I’m so thankful my husband makes decisions.
It is a great responsibility & accountability to defer to my husband.
It is responsible for me because scripture calls me to acknowledge and respond to him as the head of our family. It is responsible & accountable for me to defer to him because I am called to teach and exemplify what it means to be a biblical woman in my marriage. Scripture calls me in Titus to show younger women. I’m also responsible & accountable to defer to my husband so that my children grow up with a discerned view and understanding of their role in marriage…and life.
There is great unity in trusting my husband.

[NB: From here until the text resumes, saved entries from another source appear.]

// src/plot_functions/mod.rs

pub mod plot_amplitude_spectrum;
pub mod plot_voltage_time;

// src/plot_functions/mod.rs
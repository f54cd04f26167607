//! Object classes and the track-id to class resolver.

use std::collections::{BTreeMap, HashMap};
use std::fmt;

use serde::{Deserialize, Serialize};

/// The fixed detection taxonomy. Discriminants are the YOLO class ids.
#[derive(Clone, Copy, Debug, PartialEq, Eq, Hash, PartialOrd, Ord, Serialize, Deserialize)]
#[serde(rename_all = "lowercase")]
pub enum ObjectClass {
    Player = 0,
    Goalkeeper = 1,
    Referee = 2,
    Ball = 3,
}

impl ObjectClass {
    /// All classes in class-id order.
    pub const ALL: [ObjectClass; 4] = [
        ObjectClass::Player,
        ObjectClass::Goalkeeper,
        ObjectClass::Referee,
        ObjectClass::Ball,
    ];

    /// The class id written to label files.
    #[inline]
    pub fn index(self) -> usize {
        self as usize
    }

    pub fn name(self) -> &'static str {
        match self {
            ObjectClass::Player => "player",
            ObjectClass::Goalkeeper => "goalkeeper",
            ObjectClass::Referee => "referee",
            ObjectClass::Ball => "ball",
        }
    }

    /// Tie-break rank when a track is listed under several classes.
    /// Higher wins: ball > referee > goalkeeper > player.
    fn priority(self) -> u8 {
        match self {
            ObjectClass::Player => 0,
            ObjectClass::Goalkeeper => 1,
            ObjectClass::Referee => 2,
            ObjectClass::Ball => 3,
        }
    }
}

impl fmt::Display for ObjectClass {
    fn fmt(&self, f: &mut fmt::Formatter<'_>) -> fmt::Result {
        f.write_str(self.name())
    }
}

/// Object counts per class.
#[derive(Clone, Copy, Debug, Default, PartialEq, Eq, Serialize)]
pub struct ClassCounts {
    pub player: usize,
    pub goalkeeper: usize,
    pub referee: usize,
    pub ball: usize,
}

impl ClassCounts {
    pub fn add(&mut self, class: ObjectClass) {
        *self.slot(class) += 1;
    }

    pub fn get(&self, class: ObjectClass) -> usize {
        match class {
            ObjectClass::Player => self.player,
            ObjectClass::Goalkeeper => self.goalkeeper,
            ObjectClass::Referee => self.referee,
            ObjectClass::Ball => self.ball,
        }
    }

    pub fn total(&self) -> usize {
        self.player + self.goalkeeper + self.referee + self.ball
    }

    pub fn merge(&mut self, other: &ClassCounts) {
        for class in ObjectClass::ALL {
            *self.slot(class) += other.get(class);
        }
    }

    fn slot(&mut self, class: ObjectClass) -> &mut usize {
        match class {
            ObjectClass::Player => &mut self.player,
            ObjectClass::Goalkeeper => &mut self.goalkeeper,
            ObjectClass::Referee => &mut self.referee,
            ObjectClass::Ball => &mut self.ball,
        }
    }
}

/// Curated per-sequence class lists, as loaded from configuration.
///
/// `sequence-id -> class -> track ids`. Tracks not listed anywhere are
/// players.
pub type ClassTable = BTreeMap<String, BTreeMap<ObjectClass, Vec<i64>>>;

/// Resolves `(sequence, track)` pairs to an [`ObjectClass`].
///
/// The reverse index is built once, so lookups never rescan the class
/// lists.
#[derive(Clone, Debug, Default)]
pub struct TrackClassResolver {
    sequences: HashMap<String, SequenceClasses>,
    unmapped: SequenceClasses,
}

/// The reverse index for a single sequence.
#[derive(Clone, Debug, Default)]
pub struct SequenceClasses {
    by_track: HashMap<i64, ObjectClass>,
}

impl TrackClassResolver {
    pub fn new(table: &ClassTable) -> Self {
        let sequences = table
            .iter()
            .map(|(sequence, classes)| (sequence.clone(), SequenceClasses::new(classes)))
            .collect();
        Self {
            sequences,
            unmapped: SequenceClasses::default(),
        }
    }

    /// Resolve a single track. Unknown sequences and unlisted tracks are
    /// players.
    pub fn resolve(&self, sequence: &str, track_id: i64) -> ObjectClass {
        self.sequences
            .get(sequence)
            .map(|classes| classes.resolve(track_id))
            .unwrap_or(ObjectClass::Player)
    }

    /// The index for one sequence, taken once per sequence so per-row
    /// lookups skip the sequence-id hash. Empty when the sequence has no
    /// entry.
    pub fn for_sequence(&self, sequence: &str) -> &SequenceClasses {
        self.sequences.get(sequence).unwrap_or(&self.unmapped)
    }

    /// Whether the table has an entry for `sequence`.
    pub fn knows(&self, sequence: &str) -> bool {
        self.sequences.contains_key(sequence)
    }
}

impl SequenceClasses {
    fn new(classes: &BTreeMap<ObjectClass, Vec<i64>>) -> Self {
        let mut by_track: HashMap<i64, ObjectClass> = HashMap::new();
        for (&class, track_ids) in classes {
            for &track_id in track_ids {
                by_track
                    .entry(track_id)
                    .and_modify(|existing| {
                        if class.priority() > existing.priority() {
                            *existing = class;
                        }
                    })
                    .or_insert(class);
            }
        }
        Self { by_track }
    }

    #[inline]
    pub fn resolve(&self, track_id: i64) -> ObjectClass {
        self.by_track
            .get(&track_id)
            .copied()
            .unwrap_or(ObjectClass::Player)
    }

    /// Number of tracks with an explicit (non-default) mapping.
    pub fn len(&self) -> usize {
        self.by_track.len()
    }

    pub fn is_empty(&self) -> bool {
        self.by_track.is_empty()
    }
}
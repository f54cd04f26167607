//! Fixtures shared by unit tests.

/// A 24-bit BMP of the given size. Only the header matters to the size
/// sniffer, so the file may carry any image extension.
pub(crate) fn bmp_bytes(width: u32, height: u32) -> Vec<u8> {
    let row_stride = (width * 3).div_ceil(4) * 4;
    let pixel_array_size = row_stride * height;
    let file_size = 54 + pixel_array_size;

    let mut bytes = Vec::with_capacity(file_size as usize);
    bytes.extend_from_slice(b"BM");
    bytes.extend_from_slice(&file_size.to_le_bytes());
    bytes.extend_from_slice(&[0, 0, 0, 0]);
    bytes.extend_from_slice(&54u32.to_le_bytes());

    bytes.extend_from_slice(&40u32.to_le_bytes());
    bytes.extend_from_slice(&(width as i32).to_le_bytes());
    bytes.extend_from_slice(&(height as i32).to_le_bytes());
    bytes.extend_from_slice(&1u16.to_le_bytes());
    bytes.extend_from_slice(&24u16.to_le_bytes());
    bytes.extend_from_slice(&0u32.to_le_bytes());
    bytes.extend_from_slice(&pixel_array_size.to_le_bytes());
    bytes.extend_from_slice(&2835u32.to_le_bytes());
    bytes.extend_from_slice(&2835u32.to_le_bytes());
    bytes.extend_from_slice(&0u32.to_le_bytes());
    bytes.extend_from_slice(&0u32.to_le_bytes());

    bytes.resize(file_size as usize, 0);
    bytes
}
//! Fuzz target for MOT ground-truth parsing.
//!
//! Feeds arbitrary bytes as a `gt.txt` file, checking for panics or hangs.

#![no_main]

use libfuzzer_sys::fuzz_target;
use mot2yolo::mot::gt::fuzz_parse_ground_truth;

fuzz_target!(|data: &[u8]| {
    if data.len() > 10 * 1024 * 1024 {
        return;
    }

    let _ = fuzz_parse_ground_truth(data);
});
use std::path::PathBuf;
use thiserror::Error;

/// The main error type for mot2yolo operations.
///
/// Only configuration problems abort a run. Sequence-, row- and file-level
/// failures are recorded in the [`RunReport`](crate::conversion::RunReport)
/// instead of being returned.
#[derive(Debug, Error)]
pub enum Mot2YoloError {
    #[error("IO error: {0}")]
    Io(#[from] std::io::Error),

    #[error("Failed to read config {}: {source}", path.display())]
    ConfigRead {
        path: PathBuf,
        #[source]
        source: std::io::Error,
    },

    #[error("Failed to parse config {}: {source}", path.display())]
    ConfigParse {
        path: PathBuf,
        #[source]
        source: serde_yaml::Error,
    },

    #[error("Invalid configuration: {message}")]
    InvalidConfig { message: String },

    #[error("Source directory not found: {}", path.display())]
    SourceNotFound { path: PathBuf },

    #[error("Failed to read ground truth {}: {source}", path.display())]
    GroundTruthRead {
        path: PathBuf,
        #[source]
        source: csv::Error,
    },

    #[error("Failed to serialize report: {0}")]
    ReportSerialize(#[from] serde_json::Error),
}
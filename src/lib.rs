//! mot2yolo: SoccerNet-MOT to YOLO dataset conversion.
//!
//! Reads multi-object-tracking sequences (`gameinfo.ini`, `gt/gt.txt`,
//! `img1/`), assigns each track a class, normalizes boxes into YOLO label
//! lines and lays images and labels out as per-game train/valid/test splits.
//!
//! # Modules
//!
//! - [`mot`]: sequence inputs, track classes, box normalization, label files
//! - [`split`]: frame-to-split planning
//! - [`conversion`]: the output tree and the run report
//! - [`config`]: config file and CLI settings
//! - [`error`]: error types for mot2yolo operations

pub mod config;
pub mod conversion;
pub mod error;
pub mod mot;
pub mod split;

#[cfg(test)]
pub(crate) mod test_support;

use std::path::PathBuf;

use clap::{Parser, Subcommand};

use config::{ConfigFile, ConvertConfig, PolicyKind, SplitSection};
pub use error::Mot2YoloError;
use split::Split;

/// The mot2yolo CLI application.
#[derive(Parser)]
#[command(name = "mot2yolo")]
#[command(version, about)]
#[command(propagate_version = true)]
struct Cli {
    #[command(subcommand)]
    command: Option<Commands>,
}

/// Available subcommands.
#[derive(Subcommand)]
enum Commands {
    /// Convert a directory of SoccerNet-MOT sequences into a YOLO dataset.
    Convert(ConvertArgs),
}

/// Arguments for the convert subcommand.
#[derive(clap::Args)]
struct ConvertArgs {
    /// Directory containing one subdirectory per sequence.
    source: PathBuf,

    /// Output root; one subdirectory is created per game id.
    target: PathBuf,

    /// YAML config file (split settings, image extension, class table).
    #[arg(long, env = "MOT2YOLO_CONFIG")]
    config: Option<PathBuf>,

    /// Split policy.
    #[arg(long, value_enum)]
    policy: Option<PolicyKind>,

    /// Target split for the single policy.
    #[arg(long, value_enum)]
    split: Option<Split>,

    /// Train ratio.
    #[arg(long)]
    train: Option<f64>,

    /// Valid ratio.
    #[arg(long)]
    valid: Option<f64>,

    /// Test ratio (chronological policy only).
    #[arg(long)]
    test: Option<f64>,

    /// Shuffle seed.
    #[arg(long)]
    seed: Option<u64>,

    /// Frame image extension.
    #[arg(long = "image-ext")]
    image_ext: Option<String>,

    /// Output format for the report ('text' or 'json').
    #[arg(long, value_enum, default_value_t = ReportFormat::Text)]
    output: ReportFormat,
}

#[derive(Clone, Copy, Debug, PartialEq, Eq, clap::ValueEnum)]
enum ReportFormat {
    Text,
    Json,
}

/// Run the mot2yolo CLI.
///
/// This is the main entry point for the CLI, called from `main.rs`.
pub fn run() -> Result<(), Mot2YoloError> {
    let cli = Cli::parse();

    match cli.command {
        Some(Commands::Convert(args)) => run_convert(args),
        None => {
            println!("mot2yolo {}", env!("CARGO_PKG_VERSION"));
            println!();
            println!("SoccerNet-MOT to YOLO dataset converter.");
            println!();
            println!("Run 'mot2yolo --help' for usage information.");
            Ok(())
        }
    }
}

/// Execute the convert subcommand.
///
/// Skipped sequences and failed file operations are reported, not returned
/// as errors.
fn run_convert(args: ConvertArgs) -> Result<(), Mot2YoloError> {
    let file = match &args.config {
        Some(path) => config::load_config_file(path)?,
        None => ConfigFile::default(),
    };

    let overrides = SplitSection {
        policy: args.policy,
        train: args.train,
        valid: args.valid,
        test: args.test,
        seed: args.seed,
        split: args.split,
    };

    let config = ConvertConfig::from_parts(
        args.source,
        args.target,
        file,
        overrides,
        args.image_ext,
    );

    let report = conversion::convert_dataset(&config)?;

    match args.output {
        ReportFormat::Json => println!("{}", serde_json::to_string_pretty(&report)?),
        ReportFormat::Text => print!("{}", report),
    }

    Ok(())
}
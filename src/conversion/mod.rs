//! Sequence-by-sequence conversion into the YOLO output tree.
//!
//! For each sequence directory under the source root:
//!
//! 1. check that `gameinfo.ini`, `gt/gt.txt` and `img1/` exist,
//! 2. read the game id,
//! 3. write normalized labels into a per-sequence staging directory,
//! 4. plan the split over the sorted frame list,
//! 5. copy each image and move its staged label into the frame's split,
//! 6. copy `gameinfo.ini` and write `data.yaml` next to the splits.
//!
//! Only configuration errors abort a run. A sequence that cannot be
//! converted is skipped, and a file that cannot be copied or moved is
//! logged and counted; both end up in the [`RunReport`].

pub mod report;

pub use report::{RunReport, RunTotals, SequenceOutcome, SequenceReport, SkipReason};

use std::collections::BTreeMap;
use std::fs;
use std::io;
use std::path::{Path, PathBuf};
use std::time::Instant;

use log::{info, warn};
use walkdir::WalkDir;

use crate::config::ConvertConfig;
use crate::error::Mot2YoloError;
use crate::mot::frame::{list_frames, Frame};
use crate::mot::gameinfo::read_game_id;
use crate::mot::gt::read_ground_truth;
use crate::mot::label::{build_label_set, label_file_name, write_sequence_labels};
use crate::mot::{FrameDimensions, ObjectClass, TrackClassResolver};
use crate::split::{plan_splits, Split, SplitPolicy};

pub const GAMEINFO_FILE: &str = "gameinfo.ini";
pub const IMAGE_DIR: &str = "img1";
pub const IMAGES_SUBDIR: &str = "images";
pub const LABELS_SUBDIR: &str = "labels";
pub const DATA_YAML_FILE: &str = "data.yaml";

/// Per-game scratch directory for labels before they are placed.
const STAGING_DIR: &str = ".staging";

/// Input paths of one sequence directory.
#[derive(Clone, Debug)]
pub struct SequencePaths {
    pub name: String,
    pub gameinfo: PathBuf,
    pub ground_truth: PathBuf,
    pub images: PathBuf,
}

impl SequencePaths {
    pub fn new(dir: &Path) -> Self {
        let name = dir
            .file_name()
            .map(|n| n.to_string_lossy().into_owned())
            .unwrap_or_else(|| dir.to_string_lossy().into_owned());

        Self {
            name,
            gameinfo: dir.join(GAMEINFO_FILE),
            ground_truth: dir.join("gt").join("gt.txt"),
            images: dir.join(IMAGE_DIR),
        }
    }

    /// The first missing input, if any.
    fn missing(&self) -> Option<SkipReason> {
        if !self.gameinfo.is_file() {
            Some(SkipReason::MissingGameInfo)
        } else if !self.ground_truth.is_file() {
            Some(SkipReason::MissingGroundTruth)
        } else if !self.images.is_dir() {
            Some(SkipReason::MissingImageDir)
        } else {
            None
        }
    }
}

/// Convert every sequence under `config.source` into `config.target`.
///
/// # Errors
/// Fails only before processing starts: invalid split ratios, a missing
/// source directory, or an uncreatable target root.
pub fn convert_dataset(config: &ConvertConfig) -> Result<RunReport, Mot2YoloError> {
    config.validate()?;
    fs::create_dir_all(&config.target)?;

    let resolver = TrackClassResolver::new(&config.classes);
    let sequences = discover_sequences(&config.source)?;

    info!(
        "found {} sequence(s) in {}, writing to {}",
        sequences.len(),
        config.source.display(),
        config.target.display()
    );
    info!("split policy: {}", config.policy);

    let mut report = RunReport::new(
        config.source.display().to_string(),
        config.target.display().to_string(),
        config.policy.to_string(),
    );

    let started = Instant::now();
    for dir in &sequences {
        let outcome = convert_sequence(dir, config, &resolver);
        report.push(outcome);
    }

    let totals = &report.totals;
    info!(
        "done in {:.2}s: {} converted, {} skipped, {} images, {} labels",
        started.elapsed().as_secs_f64(),
        totals.sequences_converted,
        totals.sequences_skipped,
        totals.images_copied,
        totals.labels_placed
    );

    Ok(report)
}

/// Immediate subdirectories of `source`, sorted by name.
pub fn discover_sequences(source: &Path) -> Result<Vec<PathBuf>, Mot2YoloError> {
    let mut dirs = Vec::new();

    for entry in WalkDir::new(source)
        .min_depth(1)
        .max_depth(1)
        .follow_links(true)
        .sort_by_file_name()
    {
        let entry = entry.map_err(|err| {
            Mot2YoloError::Io(err.into_io_error().unwrap_or_else(|| {
                io::Error::other(format!("failed to traverse {}", source.display()))
            }))
        })?;
        if entry.file_type().is_dir() {
            dirs.push(entry.into_path());
        }
    }

    Ok(dirs)
}

/// Convert one sequence. Never fails; problems become a skip or a counter.
pub fn convert_sequence(
    dir: &Path,
    config: &ConvertConfig,
    resolver: &TrackClassResolver,
) -> SequenceOutcome {
    let started = Instant::now();
    let paths = SequencePaths::new(dir);
    let name = paths.name.clone();
    info!("processing {}", name);

    let skip = |reason: SkipReason| {
        warn!("skipping {} ({})", name, reason);
        SequenceOutcome::Skipped {
            sequence: name.clone(),
            reason,
        }
    };

    if let Some(reason) = paths.missing() {
        return skip(reason);
    }

    let game_id = read_game_id(&paths.gameinfo);

    let frames = match list_frames(&paths.images, &config.image_extension) {
        Ok(frames) => frames,
        Err(err) => {
            warn!("{}: {}", paths.images.display(), err);
            return skip(SkipReason::ImageDirUnreadable);
        }
    };
    if frames.is_empty() {
        return skip(SkipReason::NoImages);
    }

    let gt = match read_ground_truth(&paths.ground_truth) {
        Ok(gt) => gt,
        Err(err) => {
            warn!("{}", err);
            return skip(SkipReason::GroundTruthUnreadable);
        }
    };

    let game_dir = config.target.join(&game_id);
    let staging_dir = game_dir.join(STAGING_DIR).join(&name);
    if let Err(err) = create_output_dirs(&game_dir, &config.policy.splits())
        .and_then(|()| fs::create_dir_all(&staging_dir))
    {
        warn!("{}: {}", game_dir.display(), err);
        return skip(SkipReason::OutputUnwritable);
    }

    let mut seq = SequenceReport {
        sequence: name.clone(),
        game_id: game_id.clone(),
        frames: frames.len(),
        rows_read: gt.rows.len(),
        rows_skipped: gt.skipped_rows,
        ..Default::default()
    };

    // Labels first, into staging.
    let classes = resolver.for_sequence(&name);
    seq.tracks_classified = classes.len();
    if resolver.knows(&name) {
        info!("  {} track(s) with a class override", classes.len());
    } else {
        info!("  no class overrides for {}; every track is a player", name);
    }
    let mut dims = FrameDimensions::new(&frames);
    let (labels, stats) = build_label_set(&gt.rows, &mut dims, classes);
    let written = write_sequence_labels(&staging_dir, &name, &labels);

    seq.boxes = stats.classes;
    seq.boxes_without_image = stats.dropped_no_image;
    seq.boxes_degenerate = stats.dropped_degenerate;
    seq.frames_unavailable = dims.unavailable_count();
    seq.labels_written = written.written.len();
    seq.label_write_failures = written.failed;
    info!(
        "  generated {} label file(s) for {} frame(s)",
        seq.labels_written,
        labels.len()
    );

    // Then place images and labels split by split.
    let plan = plan_splits(frames.len(), &config.policy);
    seq.splits = plan.counts();

    let mut staged = written.written;
    for (frame, split) in frames.iter().zip(plan.iter()) {
        place_frame(frame, split, &name, &game_dir, &mut staged, &mut seq);
    }
    info!(
        "  copied {} image(s), placed {} label(s) [train {}, valid {}, test {}]",
        seq.images_copied, seq.labels_placed, seq.splits.train, seq.splits.valid, seq.splits.test
    );

    seq.orphan_labels = staged.len();
    for path in staged.values() {
        warn!("  discarding label without image: {}", path.display());
    }
    cleanup_staging(&game_dir, &staging_dir);

    seq.gameinfo_copied = match fs::copy(&paths.gameinfo, game_dir.join(GAMEINFO_FILE)) {
        Ok(_) => true,
        Err(err) => {
            warn!("  failed to copy {}: {}", paths.gameinfo.display(), err);
            false
        }
    };

    seq.data_yaml_written = match write_data_yaml(&game_dir, &config.policy) {
        Ok(()) => true,
        Err(err) => {
            warn!("  failed to write {}: {}", DATA_YAML_FILE, err);
            false
        }
    };

    seq.elapsed_secs = started.elapsed().as_secs_f64();
    info!(
        "processed {} -> game {} in {:.2}s",
        name, game_id, seq.elapsed_secs
    );

    SequenceOutcome::Converted(seq)
}

/// Copy one frame's image and move its staged label, if any, into `split`.
fn place_frame(
    frame: &Frame,
    split: Split,
    sequence: &str,
    game_dir: &Path,
    staged: &mut BTreeMap<u32, PathBuf>,
    seq: &mut SequenceReport,
) {
    let split_dir = game_dir.join(split.dir_name());

    let image_target = split_dir
        .join(IMAGES_SUBDIR)
        .join(format!("{}_{}", sequence, frame.file_name));
    match fs::copy(&frame.path, &image_target) {
        Ok(_) => seq.images_copied += 1,
        Err(err) => {
            warn!("  failed to copy image {}: {}", frame.path.display(), err);
            seq.image_copy_failures += 1;
        }
    }

    let Some(staged_label) = frame.frame_id.and_then(|id| staged.remove_entry(&id)) else {
        return;
    };
    let (frame_id, source) = staged_label;
    let label_target = split_dir
        .join(LABELS_SUBDIR)
        .join(label_file_name(sequence, frame_id));

    match move_file(&source, &label_target) {
        Ok(()) => seq.labels_placed += 1,
        Err(err) => {
            warn!("  failed to move label {}: {}", source.display(), err);
            seq.label_move_failures += 1;
        }
    }
}

/// `<game>/<split>/{images,labels}` for every split the policy produces.
fn create_output_dirs(game_dir: &Path, splits: &[Split]) -> io::Result<()> {
    for split in splits {
        let split_dir = game_dir.join(split.dir_name());
        fs::create_dir_all(split_dir.join(IMAGES_SUBDIR))?;
        fs::create_dir_all(split_dir.join(LABELS_SUBDIR))?;
    }
    Ok(())
}

/// Rename, falling back to copy + remove across file systems.
pub fn move_file(from: &Path, to: &Path) -> io::Result<()> {
    if fs::rename(from, to).is_ok() {
        return Ok(());
    }
    fs::copy(from, to)?;
    fs::remove_file(from)
}

fn cleanup_staging(game_dir: &Path, staging_dir: &Path) {
    if let Err(err) = fs::remove_dir_all(staging_dir) {
        warn!(
            "  failed to remove staging directory {}: {}",
            staging_dir.display(),
            err
        );
    }
    // Only succeeds once no other sequence of this game is staged.
    let _ = fs::remove_dir(game_dir.join(STAGING_DIR));
}

/// Write an Ultralytics-style `data.yaml` listing the policy's splits and
/// the class names.
pub fn write_data_yaml(game_dir: &Path, policy: &SplitPolicy) -> io::Result<()> {
    let mut yaml = String::new();
    for split in policy.splits() {
        let key = match split {
            Split::Train => "train",
            Split::Valid => "val",
            Split::Test => "test",
        };
        yaml.push_str(&format!("{}: {}/{}\n", key, split.dir_name(), IMAGES_SUBDIR));
    }

    yaml.push_str(&format!("nc: {}\n", ObjectClass::ALL.len()));
    yaml.push_str("names:\n");
    for class in ObjectClass::ALL {
        yaml.push_str(&format!(
            "  {}: {}\n",
            class.index(),
            yaml_single_quoted(class.name())
        ));
    }

    fs::write(game_dir.join(DATA_YAML_FILE), yaml)
}

fn yaml_single_quoted(raw: &str) -> String {
    format!("'{}'", raw.replace('\'', "''"))
}

#[cfg(test)]
mod tests {
    use super::*;
    use crate::split::SplitRatios;

    #[test]
    fn sequence_paths_follow_mot_layout() {
        let paths = SequencePaths::new(Path::new("/data/test/SNMOT-116"));
        assert_eq!(paths.name, "SNMOT-116");
        assert_eq!(paths.gameinfo, Path::new("/data/test/SNMOT-116/gameinfo.ini"));
        assert_eq!(paths.ground_truth, Path::new("/data/test/SNMOT-116/gt/gt.txt"));
        assert_eq!(paths.images, Path::new("/data/test/SNMOT-116/img1"));
    }

    #[test]
    fn missing_inputs_are_reported_in_order() {
        let temp = tempfile::tempdir().expect("create temp dir");
        let dir = temp.path().join("SNMOT-1");
        fs::create_dir_all(&dir).expect("mkdir");

        let paths = SequencePaths::new(&dir);
        assert_eq!(paths.missing(), Some(SkipReason::MissingGameInfo));

        fs::write(dir.join(GAMEINFO_FILE), "gameID=1\n").expect("write gameinfo");
        assert_eq!(paths.missing(), Some(SkipReason::MissingGroundTruth));

        fs::create_dir_all(dir.join("gt")).expect("mkdir gt");
        fs::write(dir.join("gt/gt.txt"), "").expect("write gt");
        assert_eq!(paths.missing(), Some(SkipReason::MissingImageDir));

        fs::create_dir_all(dir.join(IMAGE_DIR)).expect("mkdir img1");
        assert_eq!(paths.missing(), None);
    }

    #[test]
    fn discover_sequences_lists_sorted_directories_only() {
        let temp = tempfile::tempdir().expect("create temp dir");
        fs::create_dir_all(temp.path().join("SNMOT-2")).expect("mkdir");
        fs::create_dir_all(temp.path().join("SNMOT-1/img1")).expect("mkdir");
        fs::write(temp.path().join("README.txt"), "x").expect("write");

        let dirs = discover_sequences(temp.path()).expect("discover");
        let names: Vec<_> = dirs
            .iter()
            .map(|d| d.file_name().unwrap().to_string_lossy().into_owned())
            .collect();
        assert_eq!(names, vec!["SNMOT-1", "SNMOT-2"]);
    }

    #[test]
    fn move_file_relocates_contents() {
        let temp = tempfile::tempdir().expect("create temp dir");
        let from = temp.path().join("a.txt");
        let to = temp.path().join("b.txt");
        fs::write(&from, "0 0.5 0.5 0.1 0.1\n").expect("write");

        move_file(&from, &to).expect("move");
        assert!(!from.exists());
        assert_eq!(fs::read_to_string(&to).unwrap(), "0 0.5 0.5 0.1 0.1\n");
    }

    #[test]
    fn data_yaml_lists_policy_splits_and_classes() {
        let temp = tempfile::tempdir().expect("create temp dir");
        let policy = SplitPolicy::Shuffle {
            ratios: SplitRatios::new(0.8, 0.2, 0.0),
            seed: 42,
        };
        write_data_yaml(temp.path(), &policy).expect("write data.yaml");

        let yaml = fs::read_to_string(temp.path().join(DATA_YAML_FILE)).expect("read");
        assert!(yaml.contains("train: train/images\n"));
        assert!(yaml.contains("val: valid/images\n"));
        assert!(!yaml.contains("test:"));
        assert!(yaml.contains("nc: 4\n"));
        assert!(yaml.contains("  3: 'ball'\n"));
    }

    #[test]
    fn create_output_dirs_builds_split_tree() {
        let temp = tempfile::tempdir().expect("create temp dir");
        create_output_dirs(temp.path(), &[Split::Test]).expect("create dirs");
        assert!(temp.path().join("test/images").is_dir());
        assert!(temp.path().join("test/labels").is_dir());
        assert!(!temp.path().join("train").exists());
    }
}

Trusting my husband draws me closer to The Lord because I’m ultimately trusting The Lord IN my husband. There is great unity in trusting my husband because this shows him, above all the voices and chatter of the world and my deceitful heart, I choose to believe & follow him. There brings great confidence for his present decisions and whatever may come in our future. I intentionally married a man with whom I agreed with in the realm of money, sex, theology, and calling. Within those realms are vast degrees of opinions and preferences. Where we don’t agree or even know if we agree, we talk, pray, think, and talk some more. Of course we have intense moments in our marriage. We have moments of frustration and confusion. Then, like all other areas of my life, I’m convicted and humbled. We come together and talk again. After the strife. After the rebellion of my heart.
Other times-it’s easy to defer to my husband. There are just some decisions that I’m glad I don’t have to make. My role as the female in our marriage bears great responsibility.
I don’t have to assert myself and take control in places where I’m not called to in order to be important and necessary in our marriage. I am already necessary.
I am already valued and worthy and needed. For the places I don’t have to or need to be responsible and the decision maker, I will gladly turn to my husband.
For all the ways this culture and world speak up about how men are not men and they are boys and they aren’t stepping up, I question whether they’re being asked or allowed to? We judge them for not being leaders. Yet we aren’t acknowledging the training and support it takes to be a leader. Anyone can be a bulldozer & tell others what to do. It takes a servant with humility and grace to lead well. Those are not qualities that come naturally, nor are they attained by a “just be it” attitude. It is a difficult, weighty opportunity to lead…peers, employees, a family.
So for all the ways women wrestle with their biblical role of what a wife is called to be and do, the men in our life have an equally valuable and difficult calling on their lives and responsibility.
Our journeys and calling as women and men are very different and vary individually, but are deeply necessary.
When we are obedient to Scripture’s defintion, we are satisfied.